- by Suki Mann
|🇩🇪 10 Yr Bund
|iBoxx Corp IG
|iBoxx Corp HY
|🇺🇸 10 Yr US T-Bond
|🇬🇧 FTSE 100 6090.04, -108.90||🇩🇪 DAX 12901.34, ERROR||🇺🇸 S&P 500 3372.85, ERROR|
Credits’ September love-in…
It’s going as swimmingly as can be for the corporate bond market right now. It’s been a while since we have managed to trade through a period so well. We have new issues aplenty going some way towards satiating the need for cash-rich corporate bond investor portfolio investors to get their booty invested before year-end. There is an understanding that deals are going to be priced cheaply at the initial phase of the marketing, and then rammed tighter into the final pricing. Few are being deterred.
New deals are performing well in most cases on the break. And secondary is better bid for choice. The puzzle, for now, has been solved.
And the reason is simple. Investors and the Street misread the market. As we suggested in a previous comment, risk positions were reduced at the end of Q1 and into Q2 on the back of rising tensions and fears around the US tariffs, the formation of the new Italian government and their intentions, then Turkey was thrown into the melting just as US rates go higher and refinancing risks for EM borrowers exposed to dollar financing rise. There was supposed to be trouble ahead.

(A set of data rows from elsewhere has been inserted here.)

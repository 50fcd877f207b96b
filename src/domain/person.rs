//! A wallet holder who can pay, split and spend.

use rust_decimal::Decimal;
use tracing::debug;

use super::{Amount, Currency, Distribution, FundError, Product, Wallet};

/// A named owner of exactly one wallet.
///
/// Operations that touch more than one wallet validate everything first
/// and only then apply the changes, so an error always leaves every wallet
/// as it was.
#[derive(Debug, Clone, PartialEq, Eq)]
pub struct Person {
    name: String,
    wallet: Wallet,
}

impl Person {
    /// Create a person with an empty wallet in `currency`.
    #[must_use]
    pub fn new(name: impl Into<String>, currency: Currency) -> Self {
        Self {
            name: name.into(),
            wallet: Wallet::new(currency),
        }
    }

    /// Create a person from a currency code.
    pub fn try_new(name: impl Into<String>, code: &str) -> Result<Self, FundError> {
        Ok(Self {
            name: name.into(),
            wallet: Wallet::try_new(code)?,
        })
    }

    #[must_use]
    pub fn name(&self) -> &str {
        &self.name
    }

    #[must_use]
    pub fn wallet(&self) -> &Wallet {
        &self.wallet
    }

    pub fn wallet_mut(&mut self) -> &mut Wallet {
        &mut self.wallet
    }

    /// Returns true if the wallet holds anything.
    #[must_use]
    pub fn has_fund(&self) -> bool {
        self.wallet.balance() > Decimal::ZERO
    }

    /// Move `amount` from this person's wallet to `recipient`'s.
    ///
    /// # Errors
    ///
    /// Checked in order: `CurrencyMismatch`, `InvalidAmount` when
    /// `amount <= 0`, `InsufficientFunds`, then `BalanceOverflow` if the
    /// recipient cannot hold the credit.
    pub fn transfer_fund(&mut self, amount: Amount, recipient: &mut Person) -> Result<(), FundError> {
        let (from, to) = (self.wallet.currency(), recipient.wallet.currency());
        if from != to {
            return Err(FundError::CurrencyMismatch { from, to });
        }
        if amount <= Decimal::ZERO {
            return Err(FundError::InvalidAmount { amount });
        }
        self.wallet.ensure_covers(amount)?;
        recipient.wallet.ensure_accepts(amount)?;

        self.wallet.remove_fund(amount)?;
        recipient.wallet.add_fund(amount)?;

        debug!(
            from = %self.name,
            to = %recipient.name,
            %amount,
            currency = %from,
            "funds transferred"
        );
        Ok(())
    }

    /// Split this person's balance with every recipient sharing its currency.
    ///
    /// Recipients holding another currency are skipped. The holder counts
    /// as one party and keeps whatever truncation to the cent leaves over.
    /// Returns the plan that was applied.
    ///
    /// # Errors
    ///
    /// `InsufficientFunds` when the balance is zero and at least one
    /// recipient is eligible, `BalanceOverflow` when a recipient cannot hold
    /// the share.
    pub fn divide_wallet<'a, I>(&mut self, recipients: I) -> Result<Distribution, FundError>
    where
        I: IntoIterator<Item = &'a mut Person>,
    {
        let currency = self.wallet.currency();
        let mut eligible: Vec<&mut Person> = recipients
            .into_iter()
            .filter(|recipient| recipient.wallet.currency() == currency)
            .collect();

        let plan = Distribution::plan(self.wallet.balance(), eligible.len())?;
        if plan.recipients() == 0 {
            return Ok(plan);
        }
        for recipient in &eligible {
            recipient.wallet.ensure_accepts(plan.share())?;
        }

        self.wallet.set_balance(plan.remainder())?;
        for recipient in &mut eligible {
            recipient.wallet.add_fund(plan.share())?;
        }

        debug!(
            from = %self.name,
            recipients = plan.recipients(),
            share = %plan.share(),
            remainder = %plan.remainder(),
            "wallet divided"
        );
        Ok(plan)
    }

    /// Pay the listed price of `product` in this wallet's currency.
    ///
    /// Tax is not added to the charge. Returns the amount debited.
    ///
    /// # Errors
    ///
    /// `ProductCurrencyMismatch` if the product is not sold in the wallet
    /// currency, `InsufficientFunds` if the price exceeds the balance.
    pub fn buy_product(&mut self, product: &Product) -> Result<Amount, FundError> {
        let currency = self.wallet.currency();
        let price = product.price_in(currency).map_err(|err| match err {
            FundError::InvalidCurrency { .. } | FundError::CurrencyUnavailable { .. } => {
                FundError::ProductCurrencyMismatch {
                    product: product.name().to_string(),
                    currency,
                }
            }
            other => other,
        })?;

        self.wallet.remove_fund(price)?;

        debug!(
            buyer = %self.name,
            product = product.name(),
            %price,
            %currency,
            "product bought"
        );
        Ok(price)
    }
}
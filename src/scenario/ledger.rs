//! In-memory set of people and products that scenario steps run against.

use std::collections::HashMap;

use tracing::{info, warn};

use super::{RunReport, Step, StepOutcome, StepReport};
use crate::domain::{Person, Product};
use crate::error::{Error, Result, ScenarioError};

/// People and products addressed by name.
#[derive(Debug, Clone)]
pub struct Ledger {
    people: Vec<Person>,
    products: Vec<Product>,
    index: HashMap<String, usize>,
}

impl Ledger {
    /// Build a ledger. Later duplicates of a name shadow earlier ones.
    #[must_use]
    pub fn new(people: Vec<Person>, products: Vec<Product>) -> Self {
        let index = people
            .iter()
            .enumerate()
            .map(|(i, person)| (person.name().to_string(), i))
            .collect();
        Self {
            people,
            products,
            index,
        }
    }

    #[must_use]
    pub fn people(&self) -> &[Person] {
        &self.people
    }

    #[must_use]
    pub fn person(&self, name: &str) -> Option<&Person> {
        self.index.get(name).map(|&i| &self.people[i])
    }

    #[must_use]
    pub fn products(&self) -> &[Product] {
        &self.products
    }

    /// Run `steps` in order.
    ///
    /// A step that breaks a fund rule changes nothing. With `halt_on_error`
    /// the run stops there with [`ScenarioError::Step`]; otherwise the
    /// failure is recorded and the next step runs.
    pub fn run(&mut self, steps: &[Step], halt_on_error: bool) -> Result<RunReport> {
        self.run_with(steps, halt_on_error, |_| {})
    }

    /// Like [`Ledger::run`], calling `on_step` after each step, including
    /// the one that halts the run.
    pub fn run_with(
        &mut self,
        steps: &[Step],
        halt_on_error: bool,
        mut on_step: impl FnMut(&StepReport),
    ) -> Result<RunReport> {
        let mut report = RunReport::default();

        for (offset, step) in steps.iter().enumerate() {
            let index = offset + 1;
            let outcome = match self.apply(step) {
                Ok(detail) => {
                    info!(step = index, action = step.action(), %detail, "step applied");
                    StepOutcome::Applied { detail }
                }
                Err(Error::Fund(error)) => {
                    warn!(step = index, action = step.action(), %error, "step failed");
                    StepOutcome::Failed { error }
                }
                Err(other) => return Err(other),
            };

            let step_report = StepReport {
                index,
                step: step.clone(),
                outcome,
            };
            on_step(&step_report);

            if let StepOutcome::Failed { error } = &step_report.outcome {
                if halt_on_error {
                    return Err(ScenarioError::Step {
                        index,
                        source: error.clone(),
                    }
                    .into());
                }
            }
            report.steps.push(step_report);
        }

        Ok(report)
    }

    /// Apply one step, returning a short description of what changed.
    pub fn apply(&mut self, step: &Step) -> Result<String> {
        match step {
            Step::Transfer { from, to, amount } => {
                let (payer, payee) = self.pair_mut(from, to)?;
                payer.transfer_fund(*amount, payee)?;
                Ok(format!("{} {} moved", amount, payer.wallet().currency()))
            }
            Step::Divide { from, among } => {
                let payer_index = self.position(from)?;
                let mut wanted = Vec::with_capacity(among.len());
                for name in among {
                    let i = self.position(name)?;
                    if i == payer_index {
                        return Err(ScenarioError::SameParty {
                            name: name.clone(),
                        }
                        .into());
                    }
                    if wanted.contains(&i) {
                        return Err(ScenarioError::RepeatedRecipient {
                            name: name.clone(),
                        }
                        .into());
                    }
                    wanted.push(i);
                }

                let mut payer = None;
                let mut recipients = Vec::with_capacity(wanted.len());
                for (i, person) in self.people.iter_mut().enumerate() {
                    if i == payer_index {
                        payer = Some(person);
                    } else if wanted.contains(&i) {
                        recipients.push(person);
                    }
                }
                let payer = payer.ok_or_else(|| ScenarioError::UnknownPerson {
                    name: from.clone(),
                })?;

                let plan = payer.divide_wallet(recipients)?;
                Ok(format!(
                    "{} each to {} recipient(s), {} kept",
                    plan.share(),
                    plan.recipients(),
                    plan.remainder()
                ))
            }
            Step::Buy { buyer, product } => {
                let i = self.position(buyer)?;
                let product = self
                    .products
                    .iter()
                    .find(|p| p.name() == product)
                    .ok_or_else(|| ScenarioError::UnknownProduct {
                        name: product.clone(),
                    })?;
                let buyer = &mut self.people[i];
                let charged = buyer.buy_product(product)?;
                Ok(format!("charged {} {}", charged, buyer.wallet().currency()))
            }
            Step::Deposit { person, amount } => {
                let wallet = self.person_mut(person)?.wallet_mut();
                wallet.add_fund(*amount)?;
                Ok(format!("balance {}", wallet.balance()))
            }
            Step::Withdraw { person, amount } => {
                let wallet = self.person_mut(person)?.wallet_mut();
                wallet.remove_fund(*amount)?;
                Ok(format!("balance {}", wallet.balance()))
            }
            Step::SetBalance { person, amount } => {
                let wallet = self.person_mut(person)?.wallet_mut();
                wallet.set_balance(*amount)?;
                Ok(format!("balance {}", wallet.balance()))
            }
            Step::SetCurrency { person, currency } => {
                let wallet = self.person_mut(person)?.wallet_mut();
                wallet.set_currency(currency)?;
                Ok(format!("currency {}", wallet.currency()))
            }
        }
    }

    fn position(&self, name: &str) -> Result<usize> {
        self.index.get(name).copied().ok_or_else(|| {
            ScenarioError::UnknownPerson {
                name: name.to_string(),
            }
            .into()
        })
    }

    fn person_mut(&mut self, name: &str) -> Result<&mut Person> {
        let i = self.position(name)?;
        Ok(&mut self.people[i])
    }

    /// Borrow two different people mutably at once.
    fn pair_mut(&mut self, first: &str, second: &str) -> Result<(&mut Person, &mut Person)> {
        let (a, b) = (self.position(first)?, self.position(second)?);
        if a == b {
            return Err(ScenarioError::SameParty {
                name: first.to_string(),
            }
            .into());
        }
        if a < b {
            let (left, right) = self.people.split_at_mut(b);
            Ok((&mut left[a], &mut right[0]))
        } else {
            let (left, right) = self.people.split_at_mut(a);
            Ok((&mut right[0], &mut left[b]))
        }
    }
}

So we saw investors reduce risk, build some cash buffers, wait for some sort of panic selling and/or a reset in primary levels and start adding at those wider levels. That’s not quite how it worked out as the April – August period yielded below-average levels of issuance. Few have panicked in secondary credit though even as spreads had consistently drifted wider during that period.
At the end of that period, and post-summer, investors are left considerably long cash and borrowers are feeding the needy.
It will all come to an end, but the timing of it is uncertain. That is, at some stage, the market will experience a bit of indigestion. There will be the usual ‘deal too far’. The one that comes just as we reach some sort of peak supply and pricing becomes a little testier – and investors push back. That deal will be pulled, repriced or just perform extremely poorly.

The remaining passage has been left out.